====== SOURCE MATERIAL
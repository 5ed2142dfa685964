//! Dynamic selectors and their registry.
//!
//! A dynamic selector is written `@id(...)` or `@ns:id(...)` and hands the
//! argument to whatever parser is registered under the id. The registry is an
//! explicit object injected into [`ParseContext`], never process-global.

use indexmap::IndexMap;
use chisel::tree::class::ClassName;
use chisel::tree::descriptor::{ParsedMethodDescriptor, Type};
use crate::diag::{DiagnosticCategory, Diagnostics};
use crate::selector::parse::{invalid, ParseContext};
use crate::selector::{DynamicSelector, Selector};

pub trait DynamicSelectorParser {
	/// Turns the argument of a `@id(args)` selector into a concrete selector.
	///
	/// `args` is the contents of the parentheses, or `None` if the selector
	/// was written without an argument. Must not fail: unresolvable input
	/// becomes [`Selector::Invalid`], like everywhere else in the grammar.
	fn parse_dynamic(&self, input: &str, args: Option<&str>, context: &ParseContext) -> Selector;
}

/// Registered dynamic-selector parsers, keyed by (case-insensitive) id.
///
/// A bare id is also found under any namespace, so `desc` resolves a parser
/// registered as `graft:desc`. The last registration for an id wins.
pub struct DynamicSelectorRegistry {
	parsers: IndexMap<String, Box<dyn DynamicSelectorParser>>,
}

impl DynamicSelectorRegistry {
	pub fn new() -> DynamicSelectorRegistry {
		DynamicSelectorRegistry { parsers: IndexMap::new() }
	}

	/// A registry with the built-in parsers: currently only `graft:desc`.
	pub fn with_builtins() -> DynamicSelectorRegistry {
		let mut registry = DynamicSelectorRegistry::new();
		registry.parsers.insert(String::from("graft:desc"), Box::new(DescParser));
		registry
	}

	/// Registers a parser under the (case-insensitive) id. The last
	/// registration for an id wins; replacing an earlier one is reported as a
	/// [`DiagnosticCategory::RegistryOverride`].
	pub fn register(&mut self, id: &str, parser: Box<dyn DynamicSelectorParser>, diag: &Diagnostics) {
		let key = id.to_ascii_lowercase();
		if self.parsers.insert(key.clone(), parser).is_some() {
			diag.report(
				DiagnosticCategory::RegistryOverride,
				&key,
				"dynamic selector parser replaced, last registration wins",
			);
		}
	}

	pub fn get(&self, id: &str) -> Option<&dyn DynamicSelectorParser> {
		let key = id.to_ascii_lowercase();
		if let Some(parser) = self.parsers.get(&key) {
			return Some(parser.as_ref());
		}
		if !key.contains(':') {
			// a bare id resolves into any namespace
			let suffix = format!(":{key}");
			return self.parsers.iter()
				.find(|(registered, _)| registered.ends_with(&suffix))
				.map(|(_, parser)| parser.as_ref());
		}
		None
	}
}

impl Default for DynamicSelectorRegistry {
	fn default() -> Self {
		DynamicSelectorRegistry::with_builtins()
	}
}

/// A descriptor declaration a `@desc` selector resolves against: the member's
/// shape given as types rather than as a descriptor string.
#[derive(Debug, Clone, PartialEq)]
pub struct DescDeclaration {
	pub owner: Option<ClassName>,
	pub name: Option<String>,
	pub args: Vec<Type>,
	/// `None` is `void`.
	pub ret: Option<Type>,
}

impl DescDeclaration {
	fn to_selector(&self) -> Selector {
		let desc = ParsedMethodDescriptor {
			parameters: self.args.clone(),
			return_type: self.ret.clone(),
		}.write();

		Selector::Dynamic(DynamicSelector {
			id: String::from("desc"),
			owner: self.owner.clone(),
			name: self.name.clone(),
			desc: Some(desc),
			min_matches: 1,
			max_matches: 1,
		})
	}
}

/// The built-in `@desc` parser.
///
/// With an argument, the argument is the coordinate of a declaration. Without
/// one, the declaration is found implicitly: the context supplies dotted
/// coordinates walking outward from the annotation site to the declaring
/// class, and the first coordinate with a declaration wins.
pub struct DescParser;

impl DynamicSelectorParser for DescParser {
	fn parse_dynamic(&self, input: &str, args: Option<&str>, context: &ParseContext) -> Selector {
		match args.map(str::trim).filter(|args| !args.is_empty()) {
			Some(coordinate) => match context.declaration_for(coordinate) {
				Some(declaration) => declaration.to_selector(),
				None => invalid(input, format!("no descriptor declaration at coordinate {coordinate:?}")),
			},
			None => match context.find_declaration() {
				Some(declaration) => declaration.to_selector(),
				None => invalid(input, format!(
					"no descriptor declaration found walking outward from {}", context.site(),
				)),
			},
		}
	}
}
============
→ WHAT IS REQUIRED
Go line by line through the data above and report each one that holds the string "DynamicSelectorParser".

→ ANSWER AREA
pub trait DynamicSelectorParser {
	parsers: IndexMap<String, Box<dyn DynamicSelectorParser>>,
	pub fn register(&mut self, id: &str, parser: Box<dyn DynamicSelectorParser>, diag: &Diagnostics) {
	pub fn get(&self, id: &str) -> Option<&dyn DynamicSelectorParser> {
impl DynamicSelectorParser for DescParser {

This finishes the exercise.